Now like any good plan, know that thing will change throughout the week so you will need a Plan A, B, and sometimes C. The only differences between Plan A through C is the complexity of the dinner. For example, if Liana’s HANGRY levels are off the chart then queue plan C which is usually our emergency backup that calls for the fastest possible preparation of the proteins and sides that we bought for the week.

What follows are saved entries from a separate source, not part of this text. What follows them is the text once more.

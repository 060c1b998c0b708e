// Shared defaults and visual constants - single source of truth.

// Node kind tags (presentation hints carried on the wire).
pub const NODE_KIND_EDITABLE: &str = "workflowNode";
pub const NODE_KIND_MONITOR: &str = "monitorNode";

// Edge type tag applied by `connect` so every edge renders the same way.
pub const DEFAULT_EDGE_KIND: &str = "smoothstep";

// Default connection anchors for a left-to-right flow.
pub const DEFAULT_SOURCE_HANDLE: &str = "right";
pub const DEFAULT_TARGET_HANDLE: &str = "left";

// Auto-layout footprint and separation. The footprint is a layout-only
// constant; the renderer draws smaller cards inside it.
pub const LAYOUT_NODE_WIDTH: f64 = 260.0;
pub const LAYOUT_NODE_HEIGHT: f64 = 200.0;
pub const LAYOUT_RANK_SEP: f64 = 200.0;
pub const LAYOUT_NODE_SEP: f64 = 120.0;
pub const LAYOUT_MARGIN_X: f64 = 50.0;
pub const LAYOUT_MARGIN_Y: f64 = 50.0;

// Rendered node card size, used for hit-testing and port placement.
pub const NODE_WIDTH: f64 = 200.0;
pub const NODE_HEIGHT: f64 = 96.0;
pub const PORT_RADIUS: f64 = 6.0;

// Config panel auto-save window.
pub const CONFIG_DEBOUNCE_MS: u32 = 300;

// Blueprint name used when executing an unsaved graph.
pub const DEFAULT_WORKFLOW_NAME: &str = "Untitled Workflow";

// Canvas palette (dark theme).
pub const CANVAS_BACKGROUND_COLOR: &str = "#030014";
pub const CANVAS_GRID_COLOR: &str = "#4d4d4d";
pub const CANVAS_GRID_GAP: f64 = 20.0;
pub const EDGE_STROKE_COLOR: &str = "#585858";
pub const EDGE_LABEL_COLOR: &str = "#9ca3af";
pub const NODE_TEXT_PRIMARY: &str = "#e5e7eb";
pub const NODE_TEXT_SECONDARY: &str = "#94a3b8";
pub const NODE_BORDER_SELECTED: &str = "#6366f1";

// Run-status accents (monitor mode).
pub const STATUS_PENDING_BORDER: &str = "#4b5563";
pub const STATUS_PENDING_FILL: &str = "rgba(15, 23, 42, 0.5)";
pub const STATUS_RUNNING_BORDER: &str = "#3b82f6";
pub const STATUS_RUNNING_FILL: &str = "rgba(30, 58, 138, 0.10)";
pub const STATUS_COMPLETED_BORDER: &str = "#22c55e";
pub const STATUS_COMPLETED_FILL: &str = "rgba(20, 83, 45, 0.10)";
pub const STATUS_FAILED_BORDER: &str = "#ef4444";
pub const STATUS_FAILED_FILL: &str = "rgba(127, 29, 29, 0.10)";

// Service accents (edit mode cards).
pub const SERVICE_WHATSAPP_COLOR: &str = "#34d399";
pub const SERVICE_RAZORPAY_COLOR: &str = "#3b82f6";
pub const SERVICE_SHEETS_COLOR: &str = "#22c55e";
pub const SERVICE_GENERIC_COLOR: &str = "#a78bfa";

// Zoom clamp for the hand-rolled viewport.
pub const MIN_ZOOM: f64 = 0.1;
pub const MAX_ZOOM: f64 = 5.0;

This week I am going to share with you my “it’s an emergency – Liana is HANGRY – get dinner ASAP” recipe:
PLAN A: Oven roasted Salmon with my “go to” salad and a side of quinoa.
Prep time: 5 minutes
Cook time: 15 minutes
Pre-heat oven to 350
Salmon – place on a non-stick oven sheet (I like to drizzle a bit of olive oil on the pan before placing the salmon on top), salt and pepper to taste. Cook for 14 minutes, more or less depending on thickness of the salmon piece.
Go to salad – sliced tomatoes with sliced avocado, I drizzle olive oil and sprinkle with salt and pepper to taste.
Quinoa- If it is a state of emergency, and I need dinner ASAP (Plan B), I will cook quinoa pasta penne (I really like the gogo quinoa brand), it cooks el dente in 5 minutes! If it is not a state of emergency and I can wait for water to boil, then I will cook some quinoa then add some olives and red onions, cherry tomatoes and some feta cheese to spruce it up.
PLAN C: Oven roasted Salmon with my “go to salad…forget the quinoa. Give Liana a banana and hope for the best.
Wishing you all a wonderful week of yummy dinners! Please send me any of your ‘go to’ recipes and I can share them with all of the readers.